[Start of Attachment]

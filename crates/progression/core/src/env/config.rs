//! Configuration oracle for exposing host settings to the progression rules.

use crate::bonus::BonusKind;
use crate::skill::SkillKind;

/// Passive key-value provider for multipliers, curve parameters and bonus rates.
///
/// Implementations are expected to return in-domain values (positive
/// multipliers and curve parameters, non-negative rates). Validation happens
/// where the values are loaded, not where they are read.
pub trait ConfigOracle: Send + Sync {
    /// Factor applied to every base XP value of `kind`.
    fn experience_multiplier(&self, kind: SkillKind) -> f64;

    fn base_xp(&self) -> f64;

    fn exponent(&self) -> f64;

    /// Global switch; when off every bonus resolves to its neutral value.
    fn bonuses_enabled(&self) -> bool;

    /// Per-level increment, in percent, of the given bonus.
    fn bonus_rate(&self, bonus: BonusKind) -> f64;

    fn is_skill_enabled(&self, kind: SkillKind) -> bool;
}
//! Input limits checked before the pipeline starts.
//!
//! Rejects input that cannot be evaluated at all:
//! - empty or whitespace-only text
//! - text above the byte limit
//! - claim sets that are empty, too large, or carry duplicate ids

use std::collections::HashSet;

use serde::{Deserialize, Serialize};
use thiserror::Error;

use crate::domain::StructuredClaim;

#[derive(Debug, Clone, Serialize, Deserialize)]
pub struct InputLimits {
    /// Maximum submitted text size in bytes (default: 20KB)
    #[serde(default = "default_max_input_bytes")]
    pub max_input_bytes: usize,

    /// Maximum claims evaluated per analysis (default: 12)
    #[serde(default = "default_max_claims")]
    pub max_claims: usize,
}

fn default_max_input_bytes() -> usize {
    20_000
}
fn default_max_claims() -> usize {
    12
}

impl Default for InputLimits {
    fn default() -> Self {
        Self {
            max_input_bytes: default_max_input_bytes(),
            max_claims: default_max_claims(),
        }
    }
}

impl InputLimits {
    /// Validate raw submitted text
    pub fn validate_text(&self, text: &str) -> Result<(), InputViolation> {
        if text.trim().is_empty() {
            return Err(InputViolation::EmptyInput);
        }

        let size = text.len();
        if size > self.max_input_bytes {
            return Err(InputViolation::InputTooLarge {
                actual: size,
                limit: self.max_input_bytes,
            });
        }

        Ok(())
    }

    /// Validate a parsed or caller-supplied claim set
    pub fn validate_claims(&self, claims: &[StructuredClaim]) -> Result<(), InputViolation> {
        if claims.is_empty() {
            return Err(InputViolation::NoClaims);
        }

        if claims.len() > self.max_claims {
            return Err(InputViolation::TooManyClaims {
                actual: claims.len(),
                limit: self.max_claims,
            });
        }

        let mut seen = HashSet::new();
        for claim in claims {
            if claim.text.trim().is_empty() {
                return Err(InputViolation::EmptyClaim {
                    claim_id: claim.id.clone(),
                });
            }
            if !seen.insert(claim.id.as_str()) {
                return Err(InputViolation::DuplicateClaimId {
                    claim_id: claim.id.clone(),
                });
            }
        }

        Ok(())
    }
}

/// Input that cannot be evaluated
#[derive(Debug, Clone, PartialEq, Eq, Error)]
pub enum InputViolation {
    #[error("Input is empty")]
    EmptyInput,

    #[error("Input too large: {actual} > {limit} bytes")]
    InputTooLarge { actual: usize, limit: usize },

    #[error("No claims could be extracted from the input")]
    NoClaims,

    #[error("Too many claims: {actual} > {limit}")]
    TooManyClaims { actual: usize, limit: usize },

    #[error("Claim {claim_id} has no text")]
    EmptyClaim { claim_id: String },

    #[error("Duplicate claim id: {claim_id}")]
    DuplicateClaimId { claim_id: String },
}
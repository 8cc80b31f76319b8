//! Shared builders for integration tests.

#![allow(dead_code)]

use std::collections::BTreeSet;

use verity::core::parser::annotate;
use verity::core::HeuristicClaimClassifier;
use verity::domain::{
    CandidateSource, EvidenceNode, SourceType, Stance, StanceEvaluation, TypedClaim,
};

/// Empirical, non-expert node linked to claim-1
pub fn node(url: &str, host: &str, stance: Stance) -> EvidenceNode {
    EvidenceNode {
        id: format!("ev-{}", url.len()),
        url: url.to_string(),
        hostname: host.to_string(),
        provider: String::new(),
        title: "Study findings".to_string(),
        summary: String::new(),
        published_at: None,
        source_type: SourceType::Empirical,
        is_peer_reviewed: false,
        is_institutional: false,
        reliability: 0.6,
        relevance: 0.7,
        stance,
        claim_ids: BTreeSet::from(["claim-1".to_string()]),
    }
}

/// `count` nodes on distinct hostnames with the given stance
pub fn nodes(prefix: &str, count: usize, stance: Stance) -> Vec<EvidenceNode> {
    (0..count)
        .map(|i| {
            let host = format!("{prefix}{i}.org");
            node(&format!("https://{host}/article"), &host, stance)
        })
        .collect()
}

/// Heuristically parsed and typed claim with id claim-1
pub fn typed(text: &str) -> TypedClaim {
    typed_as("claim-1", text)
}

pub fn typed_as(id: &str, text: &str) -> TypedClaim {
    HeuristicClaimClassifier::new().classify_claim(&annotate(id.to_string(), text))
}

pub fn candidate(url: &str, title: &str, stance: Stance, relevance: f64) -> CandidateSource {
    CandidateSource {
        url: url.to_string(),
        title: title.to_string(),
        summary: String::new(),
        provider: String::new(),
        published_at: None,
        reliability: 0.8,
        stance_evaluation: StanceEvaluation { stance, relevance },
    }
}
//! Immutable, versioned, content-hashed stage outputs.
//!
//! Every stage result is sealed into an `Artifact` before the next stage
//! consumes it. The hash covers the serialized payload only, so an artifact
//! can be re-verified after a round trip through storage.

use std::fmt;

use chrono::{DateTime, Utc};
use serde::de::DeserializeOwned;
use serde::{Deserialize, Serialize};
use sha2::{Digest, Sha256};

/// Schema version stamped on every artifact
pub const ARTIFACT_VERSION: &str = "1.0.0";

/// Pipeline stage that produced an artifact
#[derive(Debug, Clone, Copy, PartialEq, Eq, Hash, Serialize, Deserialize)]
#[serde(rename_all = "snake_case")]
pub enum Stage {
    ClaimParsing,
    ClaimTyping,
    EvidenceGraph,
    FailureModes,
    Scoring,
    Explanation,
}

impl Stage {
    /// All stages in execution order
    pub const ALL: [Stage; 6] = [
        Self::ClaimParsing,
        Self::ClaimTyping,
        Self::EvidenceGraph,
        Self::FailureModes,
        Self::Scoring,
        Self::Explanation,
    ];

    pub fn as_str(&self) -> &'static str {
        match self {
            Self::ClaimParsing => "claim_parsing",
            Self::ClaimTyping => "claim_typing",
            Self::EvidenceGraph => "evidence_graph",
            Self::FailureModes => "failure_modes",
            Self::Scoring => "scoring",
            Self::Explanation => "explanation",
        }
    }
}

impl fmt::Display for Stage {
    fn fmt(&self, f: &mut fmt::Formatter<'_>) -> fmt::Result {
        f.write_str(self.as_str())
    }
}

/// A sealed stage output
#[derive(Debug, Clone, PartialEq, Serialize, Deserialize)]
#[serde(bound(serialize = "T: Serialize", deserialize = "T: DeserializeOwned"))]
pub struct Artifact<T> {
    pub stage: Stage,
    pub version: String,
    pub created_at: DateTime<Utc>,
    pub content_hash: String,
    pub payload: T,
}

impl<T: Serialize> Artifact<T> {
    /// Seal a payload, hashing its JSON form
    pub fn seal(stage: Stage, payload: T) -> Result<Self, serde_json::Error> {
        let content_hash = hash_payload(&payload)?;
        Ok(Self {
            stage,
            version: ARTIFACT_VERSION.to_string(),
            created_at: Utc::now(),
            content_hash,
            payload,
        })
    }

    /// Recompute the payload hash and compare
    pub fn verify(&self) -> bool {
        hash_payload(&self.payload)
            .map(|hash| hash == self.content_hash)
            .unwrap_or(false)
    }
}

/// Hash of a value's canonical JSON serialization
pub fn hash_payload<T: Serialize + ?Sized>(payload: &T) -> Result<String, serde_json::Error> {
    let bytes = serde_json::to_vec(payload)?;
    Ok(compute_hash(&bytes))
}

/// SHA256 of a byte slice as "sha256:<hex>"
pub fn compute_hash(bytes: &[u8]) -> String {
    let mut hasher = Sha256::new();
    hasher.update(bytes);
    format!("sha256:{}", hex::encode(hasher.finalize()))
}

#[cfg(test)]
mod tests {
    use super::*;

    #[test]
    fn test_seal_and_verify() {
        let artifact = Artifact::seal(Stage::Scoring, vec![1, 2, 3]).unwrap();
        assert_eq!(artifact.version, ARTIFACT_VERSION);
        assert!(artifact.content_hash.starts_with("sha256:"));
        assert!(artifact.verify());
    }

    #[test]
    fn test_tampered_payload_fails_verification() {
        let mut artifact = Artifact::seal(Stage::Scoring, vec![1, 2, 3]).unwrap();
        artifact.payload.push(4);
        assert!(!artifact.verify());
    }

    #[test]
    fn test_hash_survives_round_trip() {
        let artifact = Artifact::seal(Stage::ClaimParsing, vec!["a".to_string()]).unwrap();
        let json = serde_json::to_string(&artifact).unwrap();
        let parsed: Artifact<Vec<String>> = serde_json::from_str(&json).unwrap();
        assert!(parsed.verify());
        assert_eq!(parsed.content_hash, artifact.content_hash);
    }

    #[test]
    fn test_compute_hash_consistency() {
        assert_eq!(compute_hash(b"claim"), compute_hash(b"claim"));
        assert_ne!(compute_hash(b"claim"), compute_hash(b"claims"));
        // "sha256:" + 64 hex chars
        assert_eq!(compute_hash(b"claim").len(), 71);
    }
}
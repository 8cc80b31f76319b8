//! The complete result of one analysis.
//!
//! A bundle carries every stage artifact plus the audit log. It is the only
//! thing the engine hands back to its caller, and it can be re-verified or
//! replayed later without access to any collaborator.

use std::path::Path;

use anyhow::{Context, Result};
use chrono::{DateTime, Utc};
use serde::{Deserialize, Serialize};
use thiserror::Error;
use uuid::Uuid;

use super::artifact::{Artifact, Stage};
use super::audit::AuditLog;
use super::claim::{StructuredClaim, TypedClaim};
use super::evidence::EvidenceGraph;
use super::explanation::ExplanationOutput;
use super::penalty::Penalty;
use super::scoring::{ScoreBand, ScoringResult};

/// A bundle that no longer matches its own hashes or projections
#[derive(Debug, Clone, PartialEq, Eq, Error)]
pub enum IntegrityError {
    #[error("content hash mismatch in {0} artifact")]
    HashMismatch(Stage),

    #[error("evidence graph statistics do not match its nodes")]
    StatsMismatch,

    #[error("evidence graph contains duplicate URLs")]
    DuplicateUrl,

    #[error("score {score} does not fall in band {band}")]
    BandMismatch { score: u8, band: String },

    #[error("audit log has {found} records, expected {expected}")]
    IncompleteAudit { found: usize, expected: usize },
}

#[derive(Debug, Clone, Serialize, Deserialize)]
pub struct AnalysisBundle {
    pub analysis_id: Uuid,
    pub topic: String,
    /// Reference time used by age-based checks
    pub evaluated_at: DateTime<Utc>,
    pub claims: Artifact<Vec<StructuredClaim>>,
    pub typed_claims: Artifact<Vec<TypedClaim>>,
    pub evidence_graph: Artifact<EvidenceGraph>,
    pub penalties: Artifact<Vec<Penalty>>,
    pub scoring: Artifact<ScoringResult>,
    pub explanation: Artifact<ExplanationOutput>,
    pub audit: AuditLog,
}

impl AnalysisBundle {
    pub fn final_score(&self) -> u8 {
        self.scoring.payload.final_score
    }

    pub fn band(&self) -> ScoreBand {
        self.scoring.payload.score_band
    }

    /// Check every artifact hash and the invariants that span artifacts
    pub fn verify(&self) -> Result<(), IntegrityError> {
        let sealed = [
            (Stage::ClaimParsing, self.claims.verify()),
            (Stage::ClaimTyping, self.typed_claims.verify()),
            (Stage::EvidenceGraph, self.evidence_graph.verify()),
            (Stage::FailureModes, self.penalties.verify()),
            (Stage::Scoring, self.scoring.verify()),
            (Stage::Explanation, self.explanation.verify()),
        ];
        if let Some((stage, _)) = sealed.iter().find(|(_, ok)| !ok) {
            return Err(IntegrityError::HashMismatch(*stage));
        }

        let graph = &self.evidence_graph.payload;
        if !graph.stats_consistent() {
            return Err(IntegrityError::StatsMismatch);
        }
        if !graph.urls_unique() {
            return Err(IntegrityError::DuplicateUrl);
        }

        let scoring = &self.scoring.payload;
        if ScoreBand::from_score(scoring.final_score) != scoring.score_band {
            return Err(IntegrityError::BandMismatch {
                score: scoring.final_score,
                band: scoring.score_band.key().to_string(),
            });
        }

        if self.audit.len() != Stage::ALL.len() {
            return Err(IntegrityError::IncompleteAudit {
                found: self.audit.len(),
                expected: Stage::ALL.len(),
            });
        }

        Ok(())
    }

    /// Load a bundle from a JSON file
    pub fn from_file(path: &Path) -> Result<Self> {
        let content = std::fs::read_to_string(path)
            .with_context(|| format!("Failed to read bundle: {}", path.display()))?;

        serde_json::from_str(&content)
            .with_context(|| format!("Failed to parse bundle: {}", path.display()))
    }

    pub fn to_json_pretty(&self) -> Result<String> {
        serde_json::to_string_pretty(self).context("Failed to serialize bundle")
    }
}
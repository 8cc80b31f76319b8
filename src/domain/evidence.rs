//! Evidence nodes and the deduplicated evidence graph.
//!
//! The graph's `stats` are a projection of its `nodes`. They are computed once
//! at construction and can be recomputed at any time to check they still match.

use std::collections::{BTreeMap, BTreeSet};

use chrono::{DateTime, Utc};
use serde::{Deserialize, Serialize};

/// Kind of source an evidence node comes from
#[derive(Debug, Clone, Copy, PartialEq, Eq, PartialOrd, Ord, Hash, Serialize, Deserialize)]
#[serde(rename_all = "snake_case")]
pub enum SourceType {
    Empirical,
    ModelBased,
    MetaAnalysis,
    InstitutionalConsensus,
    NewsReport,
    Opinion,
    Unknown,
}

impl SourceType {
    pub fn as_str(&self) -> &'static str {
        match self {
            Self::Empirical => "empirical",
            Self::ModelBased => "model_based",
            Self::MetaAnalysis => "meta_analysis",
            Self::InstitutionalConsensus => "institutional_consensus",
            Self::NewsReport => "news_report",
            Self::Opinion => "opinion",
            Self::Unknown => "unknown",
        }
    }

    pub fn parse(value: &str) -> Option<Self> {
        match value {
            "empirical" => Some(Self::Empirical),
            "model_based" => Some(Self::ModelBased),
            "meta_analysis" => Some(Self::MetaAnalysis),
            "institutional_consensus" => Some(Self::InstitutionalConsensus),
            "news_report" => Some(Self::NewsReport),
            "opinion" => Some(Self::Opinion),
            "unknown" => Some(Self::Unknown),
            _ => None,
        }
    }

    /// Direct observation rather than projection or commentary
    pub fn is_empirical(&self) -> bool {
        matches!(self, Self::Empirical | Self::MetaAnalysis)
    }
}

/// A source's relationship to the claim it was retrieved for
#[derive(Debug, Clone, Copy, PartialEq, Eq, PartialOrd, Ord, Hash, Serialize, Deserialize)]
#[serde(rename_all = "snake_case")]
pub enum Stance {
    Supports,
    Refutes,
    Mixed,
    Unclear,
    Irrelevant,
}

impl Default for Stance {
    fn default() -> Self {
        Self::Unclear
    }
}

/// Stance judgement attached to a retrieved candidate
#[derive(Debug, Clone, Copy, PartialEq, Serialize, Deserialize)]
pub struct StanceEvaluation {
    pub stance: Stance,
    pub relevance: f64,
}

impl Default for StanceEvaluation {
    fn default() -> Self {
        Self {
            stance: Stance::Unclear,
            relevance: 0.0,
        }
    }
}

/// Raw candidate returned by the retrieval collaborator
#[derive(Debug, Clone, PartialEq, Serialize, Deserialize)]
pub struct CandidateSource {
    pub url: String,
    #[serde(default)]
    pub title: String,
    #[serde(default)]
    pub summary: String,
    #[serde(default)]
    pub provider: String,
    #[serde(default)]
    pub published_at: Option<DateTime<Utc>>,
    #[serde(default = "default_reliability")]
    pub reliability: f64,
    #[serde(default)]
    pub stance_evaluation: StanceEvaluation,
}

fn default_reliability() -> f64 {
    0.5
}

/// One deduplicated source, possibly serving several claims
#[derive(Debug, Clone, PartialEq, Serialize, Deserialize)]
pub struct EvidenceNode {
    pub id: String,
    /// Dedup key: no two nodes in a graph share a URL
    pub url: String,
    pub hostname: String,
    pub provider: String,
    pub title: String,
    pub summary: String,
    pub published_at: Option<DateTime<Utc>>,
    pub source_type: SourceType,
    pub is_peer_reviewed: bool,
    pub is_institutional: bool,
    pub reliability: f64,
    pub relevance: f64,
    pub stance: Stance,
    pub claim_ids: BTreeSet<String>,
}

impl EvidenceNode {
    /// Title and summary, the text detectors match against
    pub fn text(&self) -> String {
        format!("{} {}", self.title, self.summary)
    }

    pub fn supports(&self) -> bool {
        self.stance == Stance::Supports
    }

    pub fn refutes(&self) -> bool {
        self.stance == Stance::Refutes
    }

    pub fn is_model_based(&self) -> bool {
        self.source_type == SourceType::ModelBased
    }

    pub fn is_expert(&self) -> bool {
        self.is_peer_reviewed || self.is_institutional
    }

    pub fn serves(&self, claim_id: &str) -> bool {
        self.claim_ids.contains(claim_id)
    }
}

/// Aggregate statistics over a graph's nodes
#[derive(Debug, Clone, Default, PartialEq, Serialize, Deserialize)]
pub struct GraphStats {
    pub total_sources: usize,
    pub unique_hostnames: usize,
    pub hostname_distribution: BTreeMap<String, usize>,
    /// True iff one hostname accounts for more than half of all nodes
    pub single_source_dominance: bool,
    pub dominant_hostname: Option<String>,
    pub source_type_distribution: BTreeMap<SourceType, usize>,
    pub average_reliability: f64,
    pub peer_reviewed_count: usize,
    pub institutional_count: usize,
    pub model_based_count: usize,
    pub supporting_count: usize,
    pub refuting_count: usize,
    pub oldest_evidence: Option<DateTime<Utc>>,
    pub newest_evidence: Option<DateTime<Utc>>,
}

/// Share above which a single hostname dominates the evidence
pub const DOMINANCE_THRESHOLD: f64 = 0.5;

impl GraphStats {
    pub fn compute(nodes: &[EvidenceNode]) -> Self {
        let total_sources = nodes.len();

        let mut hostname_distribution: BTreeMap<String, usize> = BTreeMap::new();
        let mut source_type_distribution: BTreeMap<SourceType, usize> = BTreeMap::new();
        for node in nodes {
            *hostname_distribution.entry(node.hostname.clone()).or_default() += 1;
            *source_type_distribution.entry(node.source_type).or_default() += 1;
        }

        // Ties resolve to the alphabetically first hostname
        let mut dominant: Option<(&String, usize)> = None;
        for (host, count) in &hostname_distribution {
            if dominant.map_or(true, |(_, best)| *count > best) {
                dominant = Some((host, *count));
            }
        }
        let (single_source_dominance, dominant_hostname) = match dominant {
            Some((host, count)) if count as f64 / total_sources as f64 > DOMINANCE_THRESHOLD => {
                (true, Some(host.clone()))
            }
            _ => (false, None),
        };

        let average_reliability = if total_sources == 0 {
            0.0
        } else {
            nodes.iter().map(|n| n.reliability).sum::<f64>() / total_sources as f64
        };

        let dates = nodes.iter().filter_map(|n| n.published_at);

        Self {
            total_sources,
            unique_hostnames: hostname_distribution.len(),
            single_source_dominance,
            dominant_hostname,
            average_reliability,
            peer_reviewed_count: nodes.iter().filter(|n| n.is_peer_reviewed).count(),
            institutional_count: nodes.iter().filter(|n| n.is_institutional).count(),
            model_based_count: nodes.iter().filter(|n| n.is_model_based()).count(),
            supporting_count: nodes.iter().filter(|n| n.supports()).count(),
            refuting_count: nodes.iter().filter(|n| n.refutes()).count(),
            oldest_evidence: dates.clone().min(),
            newest_evidence: dates.max(),
            hostname_distribution,
            source_type_distribution,
        }
    }

    /// Fraction of nodes that are model-based (0 when empty)
    pub fn model_based_ratio(&self) -> f64 {
        ratio(self.model_based_count, self.total_sources)
    }

    /// Sources with a clear supports/refutes stance
    pub fn stanced_count(&self) -> usize {
        self.supporting_count + self.refuting_count
    }

    pub fn count_of(&self, source_type: SourceType) -> usize {
        self.source_type_distribution
            .get(&source_type)
            .copied()
            .unwrap_or(0)
    }
}

pub(crate) fn ratio(part: usize, whole: usize) -> f64 {
    if whole == 0 {
        0.0
    } else {
        part as f64 / whole as f64
    }
}

/// Deduplicated evidence for a claim set
#[derive(Debug, Clone, Default, PartialEq, Serialize, Deserialize)]
pub struct EvidenceGraph {
    pub nodes: Vec<EvidenceNode>,
    pub stats: GraphStats,
}

impl EvidenceGraph {
    pub fn new(nodes: Vec<EvidenceNode>) -> Self {
        let stats = GraphStats::compute(&nodes);
        Self { nodes, stats }
    }

    pub fn is_empty(&self) -> bool {
        self.nodes.is_empty()
    }

    /// Nodes linked to a claim, in graph order
    pub fn evidence_for<'a>(&'a self, claim_id: &'a str) -> impl Iterator<Item = &'a EvidenceNode> + 'a {
        self.nodes.iter().filter(move |n| n.serves(claim_id))
    }

    pub fn supporting(&self) -> impl Iterator<Item = &EvidenceNode> {
        self.nodes.iter().filter(|n| n.supports())
    }

    /// Distinct hostnames among supporting nodes
    pub fn supporting_hostnames(&self) -> BTreeSet<&str> {
        self.supporting().map(|n| n.hostname.as_str()).collect()
    }

    /// Whether the stored stats still match the nodes
    pub fn stats_consistent(&self) -> bool {
        GraphStats::compute(&self.nodes) == self.stats
    }

    /// True when every node URL is distinct
    pub fn urls_unique(&self) -> bool {
        let urls: BTreeSet<&str> = self.nodes.iter().map(|n| n.url.as_str()).collect();
        urls.len() == self.nodes.len()
    }
}
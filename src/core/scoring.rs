//! Stage 5: penalties and evidence to a final score and band.
//!
//! Order of operations:
//! 1. raw = 100 - total penalty weight + corroboration bonus
//! 2. floor: raise to 20 when credible expert support exists
//! 3. ceiling: cap at 75 when evidence is mostly modelled or a prediction lacks empirical support
//! 4. clamp to 0..=100 and assign the band
//!
//! Safeguards see the bonus-adjusted raw score.

use crate::domain::{EvidenceGraph, Penalty, ScoreBand, ScoringResult, TypedClaim};

pub const INITIAL_SCORE: i32 = 100;
pub const FLOOR_SCORE: i32 = 20;
pub const CEILING_SCORE: i32 = 75;

/// Reliability at which a granted bonus earns its extra step
const HIGH_RELIABILITY: f64 = 0.7;

#[derive(Debug, Clone, Default)]
pub struct ScoringEngine;

impl ScoringEngine {
    pub fn new() -> Self {
        Self
    }

    pub fn compute_score(
        &self,
        claims: &[TypedClaim],
        graph: &EvidenceGraph,
        penalties: &[Penalty],
    ) -> ScoringResult {
        let total_penalty_weight: u32 = penalties.iter().map(|p| p.weight).sum();
        let corroboration_bonus = corroboration_bonus(graph);
        let raw_score = INITIAL_SCORE - total_penalty_weight as i32 + corroboration_bonus;

        let mut score = raw_score;

        let floor_reason = floor_reason(graph);
        let floor_applied = floor_reason.is_some() && score < FLOOR_SCORE;
        if floor_applied {
            score = FLOOR_SCORE;
        }

        let ceiling_reason = ceiling_reason(claims, graph);
        let ceiling_applied = ceiling_reason.is_some() && score > CEILING_SCORE;
        if ceiling_applied {
            score = CEILING_SCORE;
        }

        let final_score = score.clamp(0, 100) as u8;
        let score_band = ScoreBand::from_score(final_score);

        ScoringResult {
            initial_score: INITIAL_SCORE,
            penalties: penalties.to_vec(),
            total_penalty_weight,
            corroboration_bonus,
            raw_score,
            floor_applied,
            floor_reason: floor_reason.filter(|_| floor_applied),
            ceiling_applied,
            ceiling_reason: ceiling_reason.filter(|_| ceiling_applied),
            final_score,
            score_band,
            score_band_label: score_band.label().to_string(),
        }
    }
}

/// Bonus for independent agreement; zero unless supporting outnumbers refuting
pub fn corroboration_bonus(graph: &EvidenceGraph) -> i32 {
    let stats = &graph.stats;
    if stats.supporting_count <= stats.refuting_count {
        return 0;
    }

    let net = stats.supporting_count - stats.refuting_count;
    let hosts = stats.unique_hostnames;
    let base = if net >= 4 && hosts >= 3 {
        15
    } else if net >= 3 && hosts >= 2 {
        10
    } else if net >= 2 && hosts >= 2 {
        5
    } else {
        0
    };

    if base > 0 && stats.average_reliability >= HIGH_RELIABILITY {
        base + 5
    } else {
        base
    }
}

fn floor_reason(graph: &EvidenceGraph) -> Option<String> {
    let supporting = || graph.supporting();

    if let Some(node) = supporting().find(|n| n.is_peer_reviewed && n.relevance > 0.5) {
        return Some(format!(
            "Relevant peer-reviewed evidence supports the claim ({}).",
            node.hostname
        ));
    }
    if let Some(node) = supporting().find(|n| n.is_institutional && n.relevance > 0.6) {
        return Some(format!(
            "Relevant institutional evidence supports the claim ({}).",
            node.hostname
        ));
    }
    None
}

fn ceiling_reason(claims: &[TypedClaim], graph: &EvidenceGraph) -> Option<String> {
    let stats = &graph.stats;
    let model_ratio = stats.model_based_ratio();
    if model_ratio > 0.5 {
        return Some(format!(
            "{}% of the evidence is model-based.",
            (model_ratio * 100.0).round() as u32
        ));
    }

    let empirical_support = graph.supporting().any(|n| n.source_type.is_empirical());
    if !empirical_support && claims.iter().any(|c| c.is_predictive()) {
        return Some("A predictive claim has no empirical supporting evidence.".to_string());
    }
    None
}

[End of Attachment]

# WORK REQUEST
Return the opening line of the data and every line after it through the line containing "in-domain values (positive", please, exactly as written and with nothing added.

# EXERCISE OUTPUT
filename crates/progression/core/src/env/config.rs
//! Configuration oracle for exposing host settings to the progression rules.

use crate::bonus::BonusKind;
use crate::skill::SkillKind;

/// Passive key-value provider for multipliers, curve parameters and bonus rates.
///
/// Implementations are expected to return in-domain values (positive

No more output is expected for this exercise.